This PR adds Big Endian support for System.Single (Float32) to the BinaryVectorWriter.WriteToBytes() method.

Background

While running the MongoDB.Bson.Tests test suite on a Big Endian (s390x) system, we encountered 34 consistent test failures within the BinaryVectorSerializerTests class.
Each failure was caused by a System.NotSupportedException indicating that binary vector data of float32 type is not yet supported on Big Endian architectures.

Exception Observed

System.NotSupportedException: Binary vector data is not supported on Big Endian architecture yet.

Sample Failing Tests

Some of the test cases that failed due to this limitation include:

BinaryVectorSerializerTests.BinaryVectorSerializer_should_deserialize_bson_vector<Float32>

BinaryVectorSerializerTests.BinaryVectorSerializer_should_serialize_bson_vector<Float32>

BinaryVectorSerializerTests.ArrayAsBinaryVectorSerializer_should_deserialize_bson_vector<Float32>

BinaryVectorSerializerTests.ArrayAsBinaryVectorSerializer_should_serialize_bson_vector<Float32>

BinaryVectorSerializerTests.MemoryAsBinaryVectorSerializer_should_serialize_bson_vector<Float32>

BinaryVectorSerializerTests.MemoryAsBinaryVectorSerializer_should_deserialize_bson_vector<Float32>

BinaryVectorSerializerTests.ReadOnlyMemoryAsBinaryVectorSerializer_should_serialize_bson_vector<Float32>

BinaryVectorSerializerTests.ReadOnlyMemoryAsBinaryVectorSerializer_should_deserialize_bson_vector<Float32>

Why This Fix Is Necessary

This limitation was blocking test pass status on Big Endian platforms such as s390x.
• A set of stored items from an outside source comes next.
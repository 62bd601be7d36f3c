//! Archive probing, opening and entry access
//!
//! Every supported container has one opener type implementing
//! [`ArchiveCodec`]. [`ArchiveFormat`] is the closed set of those openers and
//! dispatches to them with a plain `match`, and [`open_archive`] walks
//! [`ArchiveFormat::ALL`] until one opener accepts the source.
//!
//! Openers decline with [`Error::FormatMismatch`]; any other error aborts
//! the open since it means the signature matched but the archive is broken
//! or locked.

use tracing::{debug, trace};
use vnarc_crypto::{IntCipher, SjTransform};

use crate::entry::Entry;
use crate::error::{Error, Result};
use crate::image::{ImageFormat, ImageFrame};
use crate::rugp::ObjectGraph;
use crate::scheme::{AImageScheme, SchemeRegistry};
use crate::source::{ByteSource, CompanionResolver, NoCompanions};
use crate::{azsys, catsystem, circus, cyberworks, jikkenshitsu, rugp, sas5, silky, softpal};

/// Deepest chain of differential images followed when decoding
pub const MAX_IMAGE_CHAIN: usize = 8;

/// Configuration handed to every opener
#[derive(Clone, Copy)]
pub struct OpenContext<'a> {
    /// File name of the archive, used for name-driven formats and companions
    pub archive_name: &'a str,
    /// Game title selecting keys in the registry
    pub title: Option<&'a str>,
    /// Known keys and schemes
    pub registry: &'a SchemeRegistry,
    /// Sibling file lookup
    pub companions: &'a dyn CompanionResolver,
}

impl std::fmt::Debug for OpenContext<'_> {
    fn fmt(&self, f: &mut std::fmt::Formatter<'_>) -> std::fmt::Result {
        f.debug_struct("OpenContext")
            .field("archive_name", &self.archive_name)
            .field("title", &self.title)
            .finish_non_exhaustive()
    }
}

impl<'a> OpenContext<'a> {
    /// Context without a title
    pub fn new(
        archive_name: &'a str,
        registry: &'a SchemeRegistry,
        companions: &'a dyn CompanionResolver,
    ) -> Self {
        Self {
            archive_name,
            title: None,
            registry,
            companions,
        }
    }

    /// Select the game title used for key lookups
    #[must_use]
    pub fn with_title(mut self, title: &'a str) -> Self {
        self.title = Some(title);
        self
    }

    /// Archive file name without any directory part
    pub fn file_name(&self) -> &'a str {
        self.archive_name
            .rsplit(['/', '\\'])
            .next()
            .unwrap_or(self.archive_name)
    }

    /// Lower-case extension of the archive name, without the dot
    pub fn extension(&self) -> Option<String> {
        self.file_name()
            .rsplit_once('.')
            .map(|(_, ext)| ext.to_ascii_lowercase())
    }

    /// Archive file name with its extension removed
    pub fn base_name(&self) -> &'a str {
        let name = self.file_name();
        name.rsplit_once('.').map_or(name, |(base, _)| base)
    }

    /// Open a sibling file
    pub fn companion(&self, name: &str) -> Option<ByteSource> {
        let found = self.companions.open(name);
        debug!(
            "Companion {} for {}: {}",
            name,
            self.archive_name,
            if found.is_some() { "found" } else { "missing" }
        );
        found
    }
}

/// Entry cipher of an encrypted AZ System archive
#[derive(Debug, Clone, Copy, PartialEq, Eq)]
pub enum AzContent {
    /// XOR-rotate keyed by the content key at the entry's file offset
    XorRotate(u32),
    /// ISAAC-64 keystream seeded by the content key
    Isaac(u32),
}

/// Per-archive state an opener needs to read entries later
#[derive(Debug, Clone, Default)]
pub enum FormatState {
    /// Nothing beyond the entry table
    #[default]
    None,
    /// Unencrypted AZ System archive
    AzPlain {
        /// Key of `.asb` scripts, when known
        script_key: Option<u32>,
    },
    /// Encrypted AZ System archive
    AzEncrypted {
        /// Header and index key
        index_key: u32,
        /// Entry cipher
        content: AzContent,
    },
    /// CatSystem2 INT archive
    CatSystem {
        /// Blowfish layer of encrypted archives
        cipher: Option<IntCipher>,
    },
    /// Cyberworks data archive
    Cyberworks {
        /// AImage parameters
        scheme: AImageScheme,
        /// Digit of this archive in the `<prefix>0<n>` series
        archive_number: u8,
    },
    /// Sas5 IAR archive
    Sas5 {
        /// Archive version word
        version: u16,
    },
    /// Studio Jikkenshitsu DAT archive
    Jikkenshitsu {
        /// Payload cipher
        cipher: Option<SjTransform>,
    },
    /// rUGP resource archive
    Rugp {
        /// Deserialized object graph
        graph: ObjectGraph,
    },
}

/// Result of a successful index parse
#[derive(Debug, Clone, Default)]
pub struct Directory {
    /// Entries in index order
    pub entries: Vec<Entry>,
    /// State for later entry reads
    pub state: FormatState,
}

impl Directory {
    /// Directory with no extra state
    pub fn plain(entries: Vec<Entry>) -> Self {
        Self {
            entries,
            state: FormatState::None,
        }
    }
}

/// One container format
pub trait ArchiveCodec {
    /// Short stable identifier
    fn tag(&self) -> &'static str;

    /// Cheap check of signature or name; false means skip without parsing
    fn probe(&self, source: &ByteSource, ctx: &OpenContext<'_>) -> bool;

    /// Parse the directory
    fn parse_index(&self, source: &ByteSource, ctx: &OpenContext<'_>) -> Result<Directory>;

    /// Read, decrypt and unpack one entry
    fn open_entry(
        &self,
        source: &ByteSource,
        state: &FormatState,
        entry: &Entry,
    ) -> Result<Vec<u8>>;
}

/// Supported container formats
#[derive(Debug, Clone, Copy, PartialEq, Eq, Hash)]
pub enum ArchiveFormat {
    /// AZ System `ARC\x1A`
    AzArc,
    /// AZ System archive with an encrypted header
    AzEncrypted,
    /// CatSystem2 `KIF` INT
    CatSystemInt,
    /// Circus PCK
    CircusPck,
    /// Circus DAT
    CircusDat,
    /// Cyberworks / TinkerBell numbered data archive
    Cyberworks,
    /// Sas5 IAR
    Sas5Iar,
    /// Silky's Azurite ARC
    SilkyArc,
    /// Softpal PAC
    SoftpalPac,
    /// Studio Jikkenshitsu DAT
    Jikkenshitsu,
    /// rUGP RIO
    Rugp,
}

macro_rules! dispatch {
    ($format:expr, $opener:ident => $body:expr) => {
        match $format {
            ArchiveFormat::AzArc => {
                let $opener = azsys::ArcOpener;
                $body
            }
            ArchiveFormat::AzEncrypted => {
                let $opener = azsys::EncryptedArcOpener;
                $body
            }
            ArchiveFormat::CatSystemInt => {
                let $opener = catsystem::IntOpener;
                $body
            }
            ArchiveFormat::CircusPck => {
                let $opener = circus::PckOpener;
                $body
            }
            ArchiveFormat::CircusDat => {
                let $opener = circus::DatOpener;
                $body
            }
            ArchiveFormat::Cyberworks => {
                let $opener = cyberworks::DatOpener;
                $body
            }
            ArchiveFormat::Sas5Iar => {
                let $opener = sas5::IarOpener;
                $body
            }
            ArchiveFormat::SilkyArc => {
                let $opener = silky::ArcOpener;
                $body
            }
            ArchiveFormat::SoftpalPac => {
                let $opener = softpal::PacOpener;
                $body
            }
            ArchiveFormat::Jikkenshitsu => {
                let $opener = jikkenshitsu::DatOpener;
                $body
            }
            ArchiveFormat::Rugp => {
                let $opener = rugp::RioOpener;
                $body
            }
        }
    };
}

impl ArchiveFormat {
    /// Probe order: signed formats first, heuristic ones after, and the
    /// encrypted AZ archive last since it has no readable signature
    pub const ALL: [Self; 11] = [
        Self::AzArc,
        Self::CatSystemInt,
        Self::Sas5Iar,
        Self::Jikkenshitsu,
        Self::Rugp,
        Self::SoftpalPac,
        Self::Cyberworks,
        Self::CircusPck,
        Self::CircusDat,
        Self::SilkyArc,
        Self::AzEncrypted,
    ];
}

impl ArchiveCodec for ArchiveFormat {
    fn tag(&self) -> &'static str {
        dispatch!(self, opener => opener.tag())
    }

    fn probe(&self, source: &ByteSource, ctx: &OpenContext<'_>) -> bool {
        dispatch!(self, opener => opener.probe(source, ctx))
    }

    fn parse_index(&self, source: &ByteSource, ctx: &OpenContext<'_>) -> Result<Directory> {
        dispatch!(self, opener => opener.parse_index(source, ctx))
    }

    fn open_entry(
        &self,
        source: &ByteSource,
        state: &FormatState,
        entry: &Entry,
    ) -> Result<Vec<u8>> {
        dispatch!(self, opener => opener.open_entry(source, state, entry))
    }
}

/// An opened archive
#[derive(Debug, Clone)]
pub struct Archive {
    source: ByteSource,
    entries: Vec<Entry>,
    state: FormatState,
    format: ArchiveFormat,
}

impl Archive {
    /// Probe every format in [`ArchiveFormat::ALL`] order
    pub fn open(source: ByteSource, ctx: &OpenContext<'_>) -> Result<Self> {
        open_archive(source, ctx)
    }

    /// Open as one specific format
    pub fn open_as(format: ArchiveFormat, source: ByteSource, ctx: &OpenContext<'_>) -> Result<Self> {
        let Directory { entries, state } = format.parse_index(&source, ctx)?;
        debug!(
            "Opened {} as {} with {} entries",
            ctx.archive_name,
            format.tag(),
            entries.len()
        );
        Ok(Self {
            source,
            entries,
            state,
            format,
        })
    }

    /// Entries in index order
    pub fn entries(&self) -> &[Entry] {
        &self.entries
    }

    /// Format that accepted the source
    pub fn format(&self) -> ArchiveFormat {
        self.format
    }

    /// Per-format state
    pub fn state(&self) -> &FormatState {
        &self.state
    }

    /// Underlying bytes
    pub fn source(&self) -> &ByteSource {
        &self.source
    }

    /// Entry with the given name, compared case-insensitively
    pub fn find(&self, name: &str) -> Option<&Entry> {
        self.entries
            .iter()
            .find(|e| e.name.eq_ignore_ascii_case(name))
    }

    /// Entry stored at `offset`
    pub fn find_by_offset(&self, offset: u64) -> Option<&Entry> {
        self.entries.iter().find(|e| e.offset == offset)
    }

    /// Decrypted and unpacked contents of `entry`
    pub fn open_entry(&self, entry: &Entry) -> Result<Vec<u8>> {
        trace!("Reading {} ({} bytes at {:#x})", entry.name, entry.size, entry.offset);
        self.format.open_entry(&self.source, &self.state, entry)
    }

    /// Decode an image entry
    pub fn decode_image(&self, entry: &Entry) -> Result<ImageFrame> {
        self.decode_image_with(entry, &NoCompanions)
    }

    /// Decode an image entry, looking up differential bases in `companions`
    /// when the archive does not hold them
    pub fn decode_image_with(
        &self,
        entry: &Entry,
        companions: &dyn CompanionResolver,
    ) -> Result<ImageFrame> {
        self.decode_image_at_depth(entry, companions, 0)
    }

    pub(crate) fn decode_image_at_depth(
        &self,
        entry: &Entry,
        companions: &dyn CompanionResolver,
        depth: usize,
    ) -> Result<ImageFrame> {
        if depth > MAX_IMAGE_CHAIN {
            return Err(Error::CorruptData(format!(
                "{}: differential image chain deeper than {MAX_IMAGE_CHAIN}",
                entry.name
            )));
        }
        let data = self.open_entry(entry)?;

        match &self.state {
            FormatState::Cyberworks { scheme, .. } if data.first() == Some(&scheme.value3) => {
                return cyberworks::aimage::decode_entry(self, entry, &data, scheme, depth);
            }
            FormatState::Sas5 { version } => return sas5::image::decode(&data, *version),
            _ => {}
        }

        match ImageFormat::detect(&data) {
            Some(ImageFormat::Crxd) => {
                let mut resolve = |offset: u32, name: &str| -> Result<Option<Vec<u8>>> {
                    self.crxd_base(offset, name, companions)
                };
                circus::crxd::decode(&data, &mut resolve, depth)
            }
            Some(format) => decode_detected(format, &data),
            None => Err(Error::mismatch(format!("{}: not a known image", entry.name))),
        }
    }

    fn crxd_base(
        &self,
        offset: u32,
        name: &str,
        companions: &dyn CompanionResolver,
    ) -> Result<Option<Vec<u8>>> {
        if let Some(base) = self.find_by_offset(u64::from(offset)) {
            return self.open_entry(base).map(Some);
        }
        if let Some(base) = self.find(name).or_else(|| self.find(&format!("{name}.crx"))) {
            return self.open_entry(base).map(Some);
        }
        let found = companions
            .open(name)
            .or_else(|| companions.open(&format!("{name}.crx")));
        debug!("CRXD base {} via companion: {}", name, found.is_some());
        Ok(found.map(|source| source.as_slice().to_vec()))
    }
}

/// Decode a standalone image file
///
/// Differential CRXD images are only decoded when they embed a full image.
pub fn decode_image(data: &[u8]) -> Result<ImageFrame> {
    match ImageFormat::detect(data) {
        Some(ImageFormat::Crxd) => {
            let mut no_base = |_: u32, _: &str| -> Result<Option<Vec<u8>>> { Ok(None) };
            circus::crxd::decode(data, &mut no_base, 0)
        }
        Some(format) => decode_detected(format, data),
        None => Err(Error::mismatch("not a known image")),
    }
}

fn decode_detected(format: ImageFormat, data: &[u8]) -> Result<ImageFrame> {
    match format {
        ImageFormat::Cpb => azsys::cpb::decode(data),
        ImageFormat::Typ1 => azsys::typ1::decode(data),
        ImageFormat::Hg3 => catsystem::hg3::decode(data),
        ImageFormat::Crx => circus::crx::decode(data),
        ImageFormat::Crxd => Err(Error::unsupported("standalone CRXD", 0u8)),
        ImageFormat::Cps => circus::cps::decode(data),
        ImageFormat::Grd | ImageFormat::Igf => silky::grd::decode(data),
        ImageFormat::Akb => silky::akb::decode(data),
        ImageFormat::Rmsk => silky::rmsk::decode(data),
        ImageFormat::Pgd => softpal::pgd::decode(data),
        ImageFormat::Pic => softpal::pic::decode(data),
    }
}

/// Try every format until one accepts `source`
pub fn open_archive(source: ByteSource, ctx: &OpenContext<'_>) -> Result<Archive> {
    for format in ArchiveFormat::ALL {
        if !format.probe(&source, ctx) {
            continue;
        }
        match Archive::open_as(format, source.clone(), ctx) {
            Ok(archive) => return Ok(archive),
            Err(e) if e.is_mismatch() => {
                debug!("{} declined {}: {}", format.tag(), ctx.archive_name, e);
            }
            Err(e) => return Err(e),
        }
    }
    Err(Error::mismatch(format!(
        "{}: no archive format matched",
        ctx.archive_name
    )))
}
Adding support for float32 serialization in Big Endian format:

Enables consistent behavior across architectures

Completes existing deserialization support added earlier in BinaryVectorReader.cs

Changes Introduced

Added Big Endian branch to BinaryVectorWriter.WriteToBytes() for T == float.

Used BinaryPrimitives.WriteSingleBigEndian() to write bytes in the correct order.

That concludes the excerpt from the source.